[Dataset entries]
//! Error types and handling
//!
//! The check harness itself never raises: a failing check is recorded and
//! surfaced only through the final report. Everything around the harness
//! (suite loading, template preparation, smoke orchestration) uses the
//! domain-specific enums below, wrapped in [`SmokeError`] for unified handling.

use thiserror::Error;

/// Suite file errors
#[derive(Error, Debug)]
pub enum SuiteError {
    /// Suite file parsing error
    #[error("Failed to parse suite file {path}: {message}")]
    Parsing { path: String, message: String },

    /// Suite validation error
    #[error("Suite validation error: {message}")]
    Validation { message: String },

    /// Suite file I/O error
    #[error("Failed to read suite file")]
    Io(#[from] std::io::Error),

    /// Suite file not found
    #[error("Suite file not found: {path}")]
    NotFound { path: String },
}

/// Template preparation errors
#[derive(Error, Debug)]
pub enum TemplateError {
    /// Template metadata parsing error
    #[error("Failed to parse template metadata: {message}")]
    Parsing { message: String },

    /// Template metadata validation error
    #[error("Template validation error: {message}")]
    Validation { message: String },

    /// Template metadata file not found
    #[error("Template metadata file not found: {path}")]
    NotFound { path: String },

    /// Template source directory not found
    #[error("Source template directory not found: {path}")]
    SourceNotFound { path: String },

    /// An option placeholder has no usable default
    #[error("Template '{template}' is missing a default value for option '{option}'")]
    MissingDefault { template: String, option: String },

    /// File operation error during workspace preparation
    #[error("Template file operation error: {message}")]
    FileOperation { message: String },

    /// Template I/O error
    #[error("Template I/O error")]
    Io(#[from] std::io::Error),

    /// JSON parsing error
    #[error("JSON parsing error")]
    Json(#[from] serde_json::Error),
}

/// External process errors raised by the smoke driver
#[derive(Error, Debug)]
pub enum ProcessError {
    /// A required tool does not resolve on PATH
    #[error("{tool} is required but was not found on PATH")]
    ToolMissing { tool: String },

    /// The process could not be spawned
    #[error("Failed to spawn {program}: {source}")]
    Spawn {
        program: String,
        #[source]
        source: std::io::Error,
    },

    /// The process exited unsuccessfully
    #[error("{program} failed with exit code {code:?}: {stderr}")]
    Failed {
        program: String,
        code: Option<i32>,
        stderr: String,
    },

    /// A smoke action failed for a reason reported by the tool's output
    #[error("{message}")]
    Action { message: String },
}

/// Internal/generic fallback errors
#[derive(Error, Debug)]
pub enum InternalError {
    /// Generic internal error
    #[error("Internal error: {message}")]
    Generic { message: String },
}

/// Main error enum wrapping all domain-specific errors
#[derive(Error, Debug)]
pub enum SmokeError {
    /// Suite file errors
    #[error("Suite error: {0}")]
    Suite(#[from] SuiteError),

    /// Template preparation errors
    #[error("Template error: {0}")]
    Template(#[from] TemplateError),

    /// External process errors
    #[error("Process error: {0}")]
    Process(#[from] ProcessError),

    /// Internal/generic errors
    #[error("Internal error: {0}")]
    Internal(#[from] InternalError),
}

/// Convenience type alias for Results with SmokeError
pub type Result<T> = std::result::Result<T, SmokeError>;
//! Configuration surface for [`crate::core::fileset::FileSet`].

use std::path::PathBuf;
use std::rc::Rc;

use crate::core::walk::DirWalker;

/// The knobs a [`crate::core::fileset::FileSet`] enumeration needs.
///
/// Unlike the teacher's per-concern config structs, this crate's surface is
/// small enough that one struct covers it; each field still documents which
/// concern it controls.
#[derive(Clone)]
pub struct FileSetOptions {
    /// Glob strings to compile and match against. Must be nonempty by the
    /// time a `FileSet` is constructed from these options.
    pub include: Vec<String>,
    /// Glob strings whose matches are subtracted from `include`'s.
    pub exclude: Vec<String>,
    /// Starting directory. `None` means the process working directory at
    /// enumeration time.
    pub directory: Option<PathBuf>,
    /// When true, the standard version-control/editor noise list is
    /// appended to `exclude`.
    pub default_excludes: bool,
    /// When false, symlinked files are skipped and symlinked directories
    /// are not descended into.
    pub symlinks: bool,
    /// Requested case sensitivity; reduced by platform (always
    /// case-insensitive on Windows-like systems regardless of this value).
    pub case_sensitive: bool,
    /// Injectable walker; `None` means the real filesystem walker.
    pub walker: Option<Rc<dyn DirWalker>>,
}

impl FileSetOptions {
    /// Starts a builder with the required `include` globs and every other
    /// field at its default (no excludes, current directory, default
    /// excludes on, symlinks followed, case sensitivity per-platform, real
    /// filesystem walker).
    pub fn new(include: Vec<String>) -> Self {
        FileSetOptions {
            include,
            exclude: Vec::new(),
            directory: None,
            default_excludes: true,
            symlinks: true,
            case_sensitive: true,
            walker: None,
        }
    }

    pub fn exclude(mut self, exclude: Vec<String>) -> Self {
        self.exclude = exclude;
        self
    }

    pub fn directory(mut self, directory: PathBuf) -> Self {
        self.directory = Some(directory);
        self
    }

    pub fn default_excludes(mut self, enabled: bool) -> Self {
        self.default_excludes = enabled;
        self
    }

    pub fn symlinks(mut self, enabled: bool) -> Self {
        self.symlinks = enabled;
        self
    }

    pub fn case_sensitive(mut self, requested: bool) -> Self {
        self.case_sensitive = requested;
        self
    }

    pub fn walker(mut self, walker: Rc<dyn DirWalker>) -> Self {
        self.walker = Some(walker);
        self
    }
}

impl std::fmt::Debug for FileSetOptions {
    fn fmt(&self, f: &mut std::fmt::Formatter<'_>) -> std::fmt::Result {
        f.debug_struct("FileSetOptions")
            .field("include", &self.include)
            .field("exclude", &self.exclude)
            .field("directory", &self.directory)
            .field("default_excludes", &self.default_excludes)
            .field("symlinks", &self.symlinks)
            .field("case_sensitive", &self.case_sensitive)
            .field("walker", &self.walker.as_ref().map(|_| "<injected>"))
            .finish()
    }
}

#[cfg(test)]
mod tests {
    use super::*;

    #[test]
    fn new_sets_sensible_defaults() {
        let opts = FileSetOptions::new(vec!["*.rs".to_string()]);
        assert!(opts.default_excludes);
        assert!(opts.symlinks);
        assert!(opts.exclude.is_empty());
        assert!(opts.directory.is_none());
        assert!(opts.walker.is_none());
    }

    #[test]
    fn builder_methods_chain() {
        let opts = FileSetOptions::new(vec!["*".to_string()])
            .exclude(vec!["*.log".to_string()])
            .default_excludes(false)
            .symlinks(false)
            .case_sensitive(false);
        assert_eq!(opts.exclude, vec!["*.log".to_string()]);
        assert!(!opts.default_excludes);
        assert!(!opts.symlinks);
        assert!(!opts.case_sensitive);
    }
}
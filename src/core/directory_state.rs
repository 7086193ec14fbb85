//! Tracks, per directory visited during an enumeration, which patterns are
//! still live and how they partition into the directory's children.
//!
//! Each directory's state is derived from its parent's, not recomputed from
//! scratch, so a deep tree only pays for the patterns that are still
//! relevant by the time traversal reaches it.

use std::rc::Rc;

use crate::core::match_type::MatchType;
use crate::core::pattern::Pattern;
use crate::core::pattern_set::PatternSet;

/// Which of the two pattern lists (`include` or `exclude`) a [`DirectoryState`]
/// is tracking. Purely diagnostic; carried through so log messages can say
/// which list a pruning decision came from.
#[derive(Clone, Copy, Debug, PartialEq, Eq)]
pub enum StateLabel {
    Include,
    Exclude,
}

/// The classification of one pattern list against one directory.
///
/// A pattern starts in `unmatched` at the root and is reclassified at most
/// once, the first time a directory's path matches it: into
/// `matched_inherit` (matches here and every descendant), `matched_and_subdir`
/// (matches here and *some* descendants, re-tested going deeper), or
/// `matched_no_subdir` (matches here only). Patterns whose `match_directory`
/// comes back `NO_MATCH_NO_SUBDIRECTORIES` are dropped entirely: no
/// descendant of this directory can ever satisfy them.
pub struct DirectoryState {
    label: StateLabel,
    path_elements: Vec<String>,
    parent: Option<Rc<DirectoryState>>,
    matched_inherit: PatternSet,
    matched_and_subdir: PatternSet,
    matched_no_subdir: PatternSet,
    unmatched: PatternSet,
    parent_has_patterns: bool,
}

impl DirectoryState {
    /// Builds the root state: no parent, seeded directly from `seed_patterns`.
    pub fn root(label: StateLabel, seed_patterns: &PatternSet) -> Rc<DirectoryState> {
        Self::build(label, Vec::new(), None, Some(seed_patterns))
    }

    /// Builds the state for `path_elements` (components relative to the
    /// search root), descending from whichever ancestor of `previous`
    /// actually covers `path_elements` - not necessarily `previous` itself,
    /// since traversal can step from a deep directory back up into a
    /// sibling subtree.
    pub fn child(
        label: StateLabel,
        path_elements: Vec<String>,
        previous: &Rc<DirectoryState>,
    ) -> Rc<DirectoryState> {
        let parent = DirectoryState::find_parent(previous, &path_elements);
        Self::build(label, path_elements, Some(parent), None)
    }

    fn find_parent(state: &Rc<DirectoryState>, path_elements: &[String]) -> Rc<DirectoryState> {
        if state.path_elements.is_empty() {
            return Rc::clone(state);
        }
        let own_len = state.path_elements.len();
        if path_elements.len() >= own_len && state.path_elements == path_elements[..own_len] {
            return Rc::clone(state);
        }
        match &state.parent {
            Some(parent) => DirectoryState::find_parent(parent, path_elements),
            None => Rc::clone(state),
        }
    }

    fn build(
        label: StateLabel,
        path_elements: Vec<String>,
        parent: Option<Rc<DirectoryState>>,
        seed_patterns: Option<&PatternSet>,
    ) -> Rc<DirectoryState> {
        let mut unmatched = PatternSet::new();
        let mut matched_inherit = PatternSet::new();
        let parent_has_patterns;

        match &parent {
            Some(parent) => {
                unmatched.extend(&parent.matched_and_subdir);
                unmatched.extend(&parent.unmatched);
                // Once a pattern matches a directory and every descendant
                // unconditionally, it never needs reclassifying - just carry
                // it forward so file matching still sees it this deep.
                matched_inherit.extend(&parent.matched_inherit);
                parent_has_patterns =
                    parent.parent_has_patterns || !parent.matched_inherit.is_empty();
            }
            None => {
                parent_has_patterns = false;
                if let Some(seed) = seed_patterns {
                    unmatched.extend(seed);
                }
            }
        }

        let mut matched_and_subdir = PatternSet::new();
        let mut matched_no_subdir = PatternSet::new();
        let mut still_unmatched = PatternSet::new();

        for pattern in unmatched.snapshot() {
            let classification = classify(&pattern, &path_elements);
            match classification {
                Classification::Inherit => matched_inherit.append(pattern),
                Classification::AndSubdir => matched_and_subdir.append(pattern),
                Classification::NoSubdir => matched_no_subdir.append(pattern),
                Classification::Dead => {}
                Classification::StillUnmatched => still_unmatched.append(pattern),
            }
        }

        Rc::new(DirectoryState {
            label,
            path_elements,
            parent,
            matched_inherit,
            matched_and_subdir,
            matched_no_subdir,
            unmatched: still_unmatched,
            parent_has_patterns,
        })
    }

    pub fn label(&self) -> StateLabel {
        self.label
    }

    /// Classifies every name in `files` against every pattern this directory
    /// still has live (`matched_inherit` unconditionally matches everything;
    /// `matched_and_subdir` and `matched_no_subdir` are tried in order,
    /// stopping once every name is accounted for). `unmatched` never
    /// contributes here: its directory portion hasn't matched this
    /// directory at all, so its file matcher has nothing to say about these
    /// files either.
    pub fn match_files(&self, files: &std::collections::HashSet<String>) -> std::collections::HashSet<String> {
        if files.is_empty() || self.matched_inherit.all_files() {
            return files.clone();
        }

        let mut matched = std::collections::HashSet::new();
        let mut unmatched = files.clone();

        self.matched_inherit.match_files(&mut matched, &mut unmatched);
        if unmatched.is_empty() {
            return matched;
        }
        self.matched_and_subdir.match_files(&mut matched, &mut unmatched);
        if unmatched.is_empty() {
            return matched;
        }
        self.matched_no_subdir.match_files(&mut matched, &mut unmatched);

        matched
    }

    /// True iff every file in this directory, and every file in every
    /// descendant, is guaranteed to match - so the caller never needs to
    /// test another name against this pattern list again for this subtree.
    pub fn matches_all_files_all_subdirs(&self) -> bool {
        self.matched_inherit.all_files()
    }

    /// True iff no file anywhere under this directory can possibly match:
    /// nothing is still live (`unmatched`, `matched_and_subdir`,
    /// `matched_no_subdir` are all empty) and the same held for every
    /// ancestor, so there is nothing left that could start matching again
    /// deeper in the tree.
    pub fn no_possible_matches_in_subdirs(&self) -> bool {
        self.matched_inherit.is_empty()
            && self.matched_and_subdir.is_empty()
            && !self.parent_has_patterns
            && self.unmatched.is_empty()
    }
}

enum Classification {
    Inherit,
    AndSubdir,
    NoSubdir,
    Dead,
    StillUnmatched,
}

fn classify(pattern: &Pattern, path_elements: &[String]) -> Classification {
    let result = pattern.match_directory(path_elements);
    if result.is_match() {
        if result.is_all_subdirectories() {
            Classification::Inherit
        } else if result.is_no_subdirectories() {
            Classification::NoSubdir
        } else {
            Classification::AndSubdir
        }
    } else if result.is_no_subdirectories() {
        Classification::Dead
    } else {
        Classification::StillUnmatched
    }
}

**Task directions**:
Where a line above contains the word "domain", show that line.

**Answer**:
//! domain-specific enums below, wrapped in [`SmokeError`] for unified handling.
/// Main error enum wrapping all domain-specific errors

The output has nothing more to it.